I'm honestly not sure why there is such a large discrepancy between the two unparallelized for-loops. I posted a question on this matter on Stack Overflow last year, but to date it has not received any satisfactory answers. If you happen to know wherein the difference lies, I'd much appreciate if you would let me know.
That's all for now. These are my four insights from playing around with parallelization in R. It is entirely possible that they contradict some well-known principles of parallel programming - I confess that I am almost completely ignorant about the literature on parallelization. Please let me know in the comments if you disagree with any of the points above or if you have counterexamples!
For more on parallelization in R, check out R bloggers!
doMc is only one of many many packages for parallelization in R.
I haven't looked into the code of "foreach" but is the returned list actually preallocated to the the loop size (i.e. numeric("list", 100)) or is it grown in each step (i.e. list()), which would slow things down considerably?
ReplyDeleteCheers,
Andrej
That could be it actually! I would however expect the people at Revolution Analytics (who wrote foreach) to know R well enough to properly allocate a correctly sized list... Hmm. I'll have to look into the code for foreach more closely!
DeleteI looked at some very important and to maintain the length of the strength you are looking for on your websitehttps://360digitmg.com/course/certification-program-in-data-science
ReplyDeleteThis is a great post I saw thanks to sharing. I really want to hope that you will continue to share great posts in the future.
ReplyDeleteartificial intelligence course in noida
Its most perceptibly horrendous piece was that the item just worked spasmodically and the data was not exact. You unmistakably canot confront anyone about what you have found if the information isn't right.
ReplyDeletetraining provider in malaysia
I’ve read some good stuff here. Definitely worth bookmarking for revisiting. I surprise how much effort you put to create such a great informative website.

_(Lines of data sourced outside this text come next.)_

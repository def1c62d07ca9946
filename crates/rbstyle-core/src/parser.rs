//! Parser seam between source files and the syntax tree.
//!
//! `SourceParser` is the extension point for plugging in a language
//! front end. The analyzer only relies on the read-only [`SyntaxTree`] it
//! returns.

use std::path::Path;

use crate::syntax::SyntaxTree;

/// A file the parser could not turn into a usable tree.
#[derive(Debug, Clone, PartialEq, Eq, thiserror::Error)]
#[error("{line}:{column}: {message}")]
pub struct ParseError {
    /// Line of the first error (1-indexed).
    pub line: usize,
    /// Column of the first error (1-indexed).
    pub column: usize,
    /// Description of the error.
    pub message: String,
}

impl ParseError {
    /// Creates a new parse error.
    #[must_use]
    pub fn new(line: usize, column: usize, message: impl Into<String>) -> Self {
        Self {
            line,
            column,
            message: message.into(),
        }
    }
}

/// Trait for language front ends.
pub trait SourceParser: Send + Sync {
    /// Language identifier (e.g., `"ruby"`).
    fn language_id(&self) -> &'static str;

    /// File extensions this parser handles, with the leading dot.
    fn extensions(&self) -> &'static [&'static str];

    /// Extension-less file names this parser handles (e.g., `"Rakefile"`).
    fn file_names(&self) -> &'static [&'static str] {
        &[]
    }

    /// Parses source text into a syntax tree.
    ///
    /// # Errors
    ///
    /// Returns [`ParseError`] when the source is not syntactically valid.
    fn parse(&self, source: &str) -> Result<SyntaxTree, ParseError>;

    /// Returns true if `path` looks like a file for this parser.
    fn handles(&self, path: &Path) -> bool {
        let Some(file_name) = path.file_name().and_then(|n| n.to_str()) else {
            return false;
        };
        if self.file_names().contains(&file_name) {
            return true;
        }
        path.extension()
            .and_then(|e| e.to_str())
            .is_some_and(|ext| self.extensions().iter().any(|x| x.strip_prefix('.') == Some(ext)))
    }
}

#[cfg(test)]
pub(crate) mod tests {
    use super::*;
    use crate::syntax::tests::{small_tree, span};
    use crate::syntax::{NodeKind, NodeSpec};

    /// Parser for tests: `x = 'a'` parses to a fixed tree, text containing
    /// `@@` fails, anything else yields a bare program node.
    pub(crate) struct StubParser;

    impl SourceParser for StubParser {
        fn language_id(&self) -> &'static str {
            "stub"
        }

        fn extensions(&self) -> &'static [&'static str] {
            &[".rb"]
        }

        fn file_names(&self) -> &'static [&'static str] {
            &["Rakefile"]
        }

        fn parse(&self, source: &str) -> Result<SyntaxTree, ParseError> {
            if let Some(pos) = source.find("@@") {
                return Err(ParseError::new(1, pos + 1, "unexpected `@@`"));
            }
            if source == "x = 'a'" {
                return Ok(small_tree());
            }
            let mut tree = SyntaxTree::new(source);
            tree.push(
                None,
                NodeSpec {
                    kind: NodeKind::Program,
                    grammar_kind: "program",
                    field: None,
                    named: true,
                    span: span(0, source.len(), 1),
                },
            );
            Ok(tree)
        }
    }

    #[test]
    fn handles_by_extension_and_name() {
        let parser = StubParser;
        assert!(parser.handles(Path::new("lib/a.rb")));
        assert!(parser.handles(Path::new("Rakefile")));
        assert!(!parser.handles(Path::new("README.md")));
        assert!(!parser.handles(Path::new("rb")));
    }

    #[test]
    fn parse_error_display() {
        let err = ParseError::new(3, 7, "unexpected end");
        assert_eq!(err.to_string(), "3:7: unexpected end");
    }
}
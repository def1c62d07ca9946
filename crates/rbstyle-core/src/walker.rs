//! Single-pass tree traversal that dispatches nodes to rules.

use std::any::Any;
use std::collections::HashMap;
use std::panic::{catch_unwind, AssertUnwindSafe};

use thiserror::Error;
use tracing::{debug, trace};

use crate::context::FileContext;
use crate::rule::{Rule, RuleBox, RuleError};
use crate::syntax::{Node, NodeKind, SyntaxTree};
use crate::types::{Severity, Suggestion, Violation};
use crate::utils::allowance::AllowIndex;

/// A rule failed while the walker was running it.
#[derive(Debug, Error)]
pub enum WalkError {
    /// The rule returned an error.
    #[error("rule '{rule}' failed: {source}")]
    Rule {
        /// Name of the failing rule.
        rule: &'static str,
        /// The error it returned.
        #[source]
        source: RuleError,
    },

    /// The rule panicked.
    #[error("rule '{rule}' panicked: {message}")]
    Panic {
        /// Name of the failing rule.
        rule: &'static str,
        /// Panic payload, if it was a string.
        message: String,
    },
}

impl WalkError {
    /// Name of the rule that failed.
    #[must_use]
    pub fn rule(&self) -> &'static str {
        match self {
            Self::Rule { rule, .. } | Self::Panic { rule, .. } => rule,
        }
    }
}

/// Applies a fixed set of rules to syntax trees.
///
/// The rule set is fixed at construction; a walker can be shared across
/// threads and reused for any number of files.
pub struct Walker {
    rules: Vec<RuleBox>,
    dispatch: HashMap<NodeKind, Vec<usize>>,
    by_name: HashMap<&'static str, usize>,
}

impl Walker {
    /// Creates a walker over `rules`, in registry order.
    #[must_use]
    pub fn new(rules: Vec<RuleBox>) -> Self {
        let mut dispatch: HashMap<NodeKind, Vec<usize>> = HashMap::new();
        let mut by_name = HashMap::new();
        for (i, rule) in rules.iter().enumerate() {
            for kind in rule.node_kinds() {
                let slot = dispatch.entry(*kind).or_default();
                if !slot.contains(&i) {
                    slot.push(i);
                }
            }
            by_name.insert(rule.name(), i);
        }
        Self {
            rules,
            dispatch,
            by_name,
        }
    }

    /// The registered rules.
    #[must_use]
    pub fn rules(&self) -> &[RuleBox] {
        &self.rules
    }

    /// Number of registered rules.
    #[must_use]
    pub fn rule_count(&self) -> usize {
        self.rules.len()
    }

    /// Walks `tree` once in pre-order and returns the violations sorted by
    /// location. Violations on the same position keep traversal order.
    ///
    /// # Errors
    ///
    /// Returns [`WalkError`] on the first rule that fails or panics; the
    /// violations collected so far are discarded.
    pub fn walk(
        &self,
        tree: &SyntaxTree,
        ctx: &FileContext<'_>,
    ) -> Result<Vec<Violation>, WalkError> {
        let Some(root) = tree.root() else {
            return Ok(Vec::new());
        };

        let mut violations = Vec::new();
        let mut comments = Vec::new();
        let mut stack = vec![root];

        while let Some(node) = stack.pop() {
            if node.kind() == NodeKind::Comment {
                comments.push((node.span().start_line, node.text()));
            }
            if let Some(indices) = self.dispatch.get(&node.kind()) {
                for &i in indices {
                    let rule = self.rules[i].as_ref();
                    violations.extend(run_rule(rule, node, ctx)?);
                }
            }
            stack.extend(node.children().rev());
        }

        let index = AllowIndex::from_comments(comments);
        let mut violations = self.apply_allowances(violations, &index);
        violations.sort_by_key(|v| (v.location.line, v.location.column));
        Ok(violations)
    }

    /// Removes violations covered by `# rbstyle: allow(...)` directives.
    ///
    /// A directive without a reason on a rule that requires one turns the
    /// violation into a warning about the missing reason.
    fn apply_allowances(&self, violations: Vec<Violation>, index: &AllowIndex) -> Vec<Violation> {
        if index.is_empty() {
            return violations;
        }

        let mut kept = Vec::with_capacity(violations.len());
        for v in violations {
            let check = index.check(v.location.line, &v.rule, &v.code);
            if !check.is_allowed() {
                kept.push(v);
                continue;
            }

            let requires_reason = self
                .by_name
                .get(v.rule.as_str())
                .is_some_and(|&i| self.rules[i].requires_allow_reason());

            if requires_reason && check.reason().is_none() {
                let message =
                    format!("Allow directive for '{}' is missing required reason", v.rule);
                kept.push(
                    Violation::new(v.code, v.rule, Severity::Warning, v.location, message)
                        .with_suggestion(Suggestion::new(
                            "Add reason=\"...\" to explain why this exception is necessary",
                        )),
                );
            } else {
                debug!(
                    "Suppressed {} at {}:{}",
                    v.rule,
                    v.location.file.display(),
                    v.location.line
                );
            }
        }
        kept
    }
}

fn run_rule(
    rule: &dyn Rule,
    node: Node<'_>,
    ctx: &FileContext<'_>,
) -> Result<Vec<Violation>, WalkError> {
    trace!("{} <- {:?}", rule.name(), node);
    match catch_unwind(AssertUnwindSafe(|| rule.check(node, ctx))) {
        Ok(Ok(violations)) => Ok(violations),
        Ok(Err(source)) => Err(WalkError::Rule {
            rule: rule.name(),
            source,
        }),
        Err(payload) => Err(WalkError::Panic {
            rule: rule.name(),
            message: panic_message(payload.as_ref()),
        }),
    }
}

/// Extracts a readable message from a panic payload.
pub(crate) fn panic_message(payload: &(dyn Any + Send)) -> String {
    if let Some(s) = payload.downcast_ref::<&str>() {
        (*s).to_string()
    } else if let Some(s) = payload.downcast_ref::<String>() {
        s.clone()
    } else {
        "non-string panic payload".to_string()
    }
}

ReplyDeletedata science training
I like viewing web sites which comprehend the price of delivering the excellent useful resource free of charge. I truly adored reading your posting. Thank you!
ReplyDeleteData Science Training
I am reading your post from the beginning, it was so interesting to read & I feel thanks to you for posting such a good blog, keep updates regularly.I want to share aboutdata analytics courses in yelahanka
ReplyDeleteGreat job for publishing such a beneficial web site. Your web log isn’t only useful but it is additionally really creative too.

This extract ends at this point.